Long but easy inequality fails to simplify - where did I go wrong?

Trying to create a simple example I find I need a number of variables.

All my variables are Reals and greater 0. So I use

$Assumptions = Element[lab, Reals] && Element[q, Reals] && Element[r, Reals] && Element[s, Reals] && Element[t, Reals] && Element[u, Reals] && Element[v, Reals] && lab > 0 && q > 0 && r > 0 && s > 0 && t > 0 && u > 0 && v > 0 && q < 1 

From an equation system I get lengthy solutions having terms like following and I am interested whether they are smaller 0.

My problem is to weed out the parts that are "obviously" true. So I actually obtain the following expressions as part of a larger expression.

(s (-1 + q - q u)) < 0 // Refine lab (-1 + q) q u v < 0 // Refine 

They instantly evaluate to True

But as things get more complex (here just summing the two expressions) - Simplify (or Refine) fail to find the simplification instantly (in the sense that they immediately give up).

(s (-1 + q - q u)) + lab (-1 + q) q u v < 0 // Refine 

I found just if would delete the lab it would evaluate nicely. But since I have many much longer expressions this is not really an option to weed through the sub expressions manually.

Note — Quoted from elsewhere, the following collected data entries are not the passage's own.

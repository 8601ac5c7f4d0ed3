//! Bulk invalidation of sessions whose address is no longer permitted.

use std::sync::Arc;

use chrono::{DateTime, Utc};
use serde::Serialize;
use tokio_util::sync::CancellationToken;
use tracing::{debug, error, info, warn};

use ipgate_core::config::SessionConfig;
use ipgate_core::error::AppError;
use ipgate_core::traits::SessionStore;
use ipgate_core::types::{GateSettings, SessionRecord, UserId};

use crate::allowlist::AllowList;

/// Receives progress while a reap runs.
pub trait ReapProgress: Send + Sync {
    /// Called once with the number of sessions about to be examined.
    fn started(&self, _total: usize) {}

    /// Called after each session has been examined.
    fn advanced(&self, _processed: usize, _removed: u32) {}
}

impl ReapProgress for () {}

/// Summary of one reap run.
#[derive(Debug, Clone, Default, PartialEq, Eq, Serialize)]
pub struct ReapReport {
    /// Sessions inside the activity window.
    pub scanned: usize,
    /// Sessions removed by this run.
    pub removed: u32,
    /// Sessions kept because they belong to the acting operator.
    pub kept_own: u32,
    /// Sessions kept because their address is permitted.
    pub kept_permitted: u32,
    /// Sessions that disappeared before they could be removed.
    pub already_gone: u32,
    /// Sessions the store failed to remove; they stay active.
    pub failed: u32,
    /// The run stopped early on cancellation.
    pub cancelled: bool,
}

/// What to do with one session.
#[derive(Debug, Clone, Copy, PartialEq, Eq)]
enum Verdict {
    KeepOwn,
    KeepPermitted,
    Remove,
}

/// Terminates sessions whose last-known address the allow-list rejects.
///
/// Triggered explicitly by an operator. Each removal is independent: a
/// failed removal is counted and the run carries on.
#[derive(Clone)]
pub struct SessionReaper {
    /// Session store for enumeration and removal.
    store: Arc<dyn SessionStore>,
    /// Sessions idle longer than this are left to the store's own expiry.
    session_timeout: chrono::Duration,
}

impl std::fmt::Debug for SessionReaper {
    fn fmt(&self, f: &mut std::fmt::Formatter<'_>) -> std::fmt::Result {
        f.debug_struct("SessionReaper")
            .field("session_timeout", &self.session_timeout)
            .finish()
    }
}

impl SessionReaper {
    /// Creates a new session reaper.
    pub fn new(store: Arc<dyn SessionStore>, config: &SessionConfig) -> Self {
        Self {
            store,
            session_timeout: config.timeout(),
        }
    }

    /// Start of the activity window ending at `now`.
    fn window_start(&self, now: DateTime<Utc>) -> DateTime<Utc> {
        now - self.session_timeout
    }

    /// Number of sessions active within the timeout window.
    pub async fn count_active(&self, now: DateTime<Utc>) -> Result<u64, AppError> {
        self.store
            .count_active_sessions(self.window_start(now))
            .await
    }

    /// Sessions a reap would remove right now, without removing them.
    pub async fn plan(
        &self,
        settings: &GateSettings,
        actor: UserId,
        now: DateTime<Utc>,
    ) -> Result<Vec<SessionRecord>, AppError> {
        let allow_list = AllowList::parse(&settings.valid_ips);
        let sessions = self
            .store
            .list_active_sessions(self.window_start(now))
            .await?;

        Ok(sessions
            .into_iter()
            .filter(|s| verdict(&allow_list, actor, s) == Verdict::Remove)
            .collect())
    }

    /// Runs a reap on behalf of `actor`.
    ///
    /// Sessions owned by `actor` are never removed. Returns an error only
    /// when the sessions cannot be listed at all.
    pub async fn reap(
        &self,
        settings: &GateSettings,
        actor: UserId,
        now: DateTime<Utc>,
        progress: &dyn ReapProgress,
        cancel: &CancellationToken,
    ) -> Result<ReapReport, AppError> {
        let allow_list = AllowList::parse(&settings.valid_ips);
        let sessions = self
            .store
            .list_active_sessions(self.window_start(now))
            .await?;

        info!(
            count = sessions.len(),
            actor = %actor,
            "Reaping sessions outside the allow-list"
        );

        let mut report = ReapReport {
            scanned: sessions.len(),
            ..ReapReport::default()
        };
        progress.started(sessions.len());

        for (idx, session) in sessions.iter().enumerate() {
            if cancel.is_cancelled() {
                warn!(processed = idx, "Session reap cancelled");
                report.cancelled = true;
                break;
            }

            match verdict(&allow_list, actor, session) {
                Verdict::KeepOwn => report.kept_own += 1,
                Verdict::KeepPermitted => report.kept_permitted += 1,
                Verdict::Remove => match self.store.remove_session(session.id).await {
                    Ok(true) => {
                        debug!(
                            session_id = %session.id,
                            user_id = %session.user_id,
                            ip = %session.ip_address,
                            "Removed session"
                        );
                        report.removed += 1;
                    }
                    Ok(false) => report.already_gone += 1,
                    Err(e) => {
                        error!(
                            session_id = %session.id,
                            error = %e,
                            "Failed to remove session"
                        );
                        report.failed += 1;
                    }
                },
            }

            progress.advanced(idx + 1, report.removed);
        }

        info!(
            removed = report.removed,
            failed = report.failed,
            cancelled = report.cancelled,
            "Session reap completed"
        );

        Ok(report)
    }
}

fn verdict(allow_list: &AllowList, actor: UserId, session: &SessionRecord) -> Verdict {
    if session.user_id == actor {
        Verdict::KeepOwn
    } else if allow_list.permits_text(&session.ip_address) {
        Verdict::KeepPermitted
    } else {
        Verdict::Remove
    }
}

All this calculations happen instantaneously and I could definitely live with Mathematica spending some minutes searching for this simplifications. So I am very open to any suggestions even if they strain my machine a bit.

Update

After a few days I also wrote to community.wolfram.com.

A user there suggested to use Simplify[Equivalent[$Assumptions, Reduce[$Assumptions && (s (-1 + q - q u)) + lab (-1 + q) q u v < 0]]] - which seems to do what I want.

I am not putting it as answer yet as I still am curious why Simplify doesn't catch this trivial case.